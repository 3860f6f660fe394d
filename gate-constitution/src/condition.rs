//! Named predicates over an action descriptor.
//!
//! The vocabulary is closed: rules can only name these conditions, and a
//! rule holds when every one of its conditions holds.

use std::fmt::{self, Display, Formatter};

use gate_primitives::ActionDescriptor;
use serde::{Deserialize, Serialize};

/// A boolean predicate evaluated against an action.
#[derive(Debug, Clone, Copy, PartialEq, Eq, Hash, Serialize, Deserialize)]
#[serde(rename_all = "snake_case")]
pub enum Condition {
    /// Risk level is `high` or `critical`.
    RiskIsHigh,
    /// The action touches personal data.
    InvolvesUserData,
    /// End users observe the action's effects.
    AffectsUsers,
    /// The action is explicitly marked as not explainable.
    NotExplainable,
    /// The action narrows user choices.
    ReducesAutonomy,
    /// The change cannot be rolled back.
    PermanentChange,
    /// A previous attempt failed.
    ActionFailed,
    /// The action is explicitly marked as not logged.
    NotLogged,
    /// The action consumes an unusual amount of resources.
    HighResourceUsage,
    /// The action is explicitly marked as not necessary.
    Unnecessary,
}

impl Condition {
    /// Evaluates the predicate.
    #[must_use]
    pub fn holds(self, action: &ActionDescriptor) -> bool {
        let flags = action.flags();
        match self {
            Self::RiskIsHigh => action.risk_level().is_high(),
            Self::InvolvesUserData => flags.involves_user_data,
            Self::AffectsUsers => flags.affects_users,
            Self::NotExplainable => flags.explainable == Some(false),
            Self::ReducesAutonomy => flags.reduces_autonomy,
            Self::PermanentChange => flags.permanent_change,
            Self::ActionFailed => flags.failed,
            Self::NotLogged => flags.logged == Some(false),
            Self::HighResourceUsage => flags.high_resource_usage,
            Self::Unnecessary => flags.necessary == Some(false),
        }
    }

    /// Canonical snake-case name.
    #[must_use]
    pub const fn as_str(self) -> &'static str {
        match self {
            Self::RiskIsHigh => "risk_is_high",
            Self::InvolvesUserData => "involves_user_data",
            Self::AffectsUsers => "affects_users",
            Self::NotExplainable => "not_explainable",
            Self::ReducesAutonomy => "reduces_autonomy",
            Self::PermanentChange => "permanent_change",
            Self::ActionFailed => "action_failed",
            Self::NotLogged => "not_logged",
            Self::HighResourceUsage => "high_resource_usage",
            Self::Unnecessary => "unnecessary",
        }
    }
}

impl Display for Condition {
    fn fmt(&self, f: &mut Formatter<'_>) -> fmt::Result {
        f.write_str(self.as_str())
    }
}

/// Returns `true` when every condition holds. An empty list never holds.
#[must_use]
pub fn all_hold(conditions: &[Condition], action: &ActionDescriptor) -> bool {
    !conditions.is_empty() && conditions.iter().all(|condition| condition.holds(action))
}

#[cfg(test)]
mod tests {
    use super::*;
    use gate_primitives::RiskLevel;

    #[test]
    fn tri_state_conditions_need_explicit_false() {
        let mut action = ActionDescriptor::new("sample");
        assert!(!Condition::NotLogged.holds(&action));

        action.flags_mut().logged = Some(true);
        assert!(!Condition::NotLogged.holds(&action));

        action.flags_mut().logged = Some(false);
        assert!(Condition::NotLogged.holds(&action));
    }

    #[test]
    fn conditions_combine_with_and() {
        let mut action = ActionDescriptor::new("sample").with_risk_level(RiskLevel::Critical);
        let conditions = [Condition::RiskIsHigh, Condition::PermanentChange];
        assert!(!all_hold(&conditions, &action));

        action.flags_mut().permanent_change = true;
        assert!(all_hold(&conditions, &action));
        assert!(!all_hold(&[], &action));
    }

    #[test]
    fn unknown_condition_names_fail_to_deserialize() {
        let parsed: Result<Condition, _> = serde_json::from_str("\"risk_level == 'high'\"");
        assert!(parsed.is_err());
        let parsed: Condition = serde_json::from_str("\"not_logged\"").unwrap();
        assert_eq!(parsed, Condition::NotLogged);
    }
}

→ **Task to complete**
Repeat, character for character, the lines of the material above from the line with "its conditions holds." through the line with "narrows user choices.".

→ **Finished task**
//! rule holds when every one of its conditions holds.

use std::fmt::{self, Display, Formatter};

use gate_primitives::ActionDescriptor;
use serde::{Deserialize, Serialize};

/// A boolean predicate evaluated against an action.
#[derive(Debug, Clone, Copy, PartialEq, Eq, Hash, Serialize, Deserialize)]
#[serde(rename_all = "snake_case")]
pub enum Condition {
    /// Risk level is `high` or `critical`.
    RiskIsHigh,
    /// The action touches personal data.
    InvolvesUserData,
    /// End users observe the action's effects.
    AffectsUsers,
    /// The action is explicitly marked as not explainable.
    NotExplainable,
    /// The action narrows user choices.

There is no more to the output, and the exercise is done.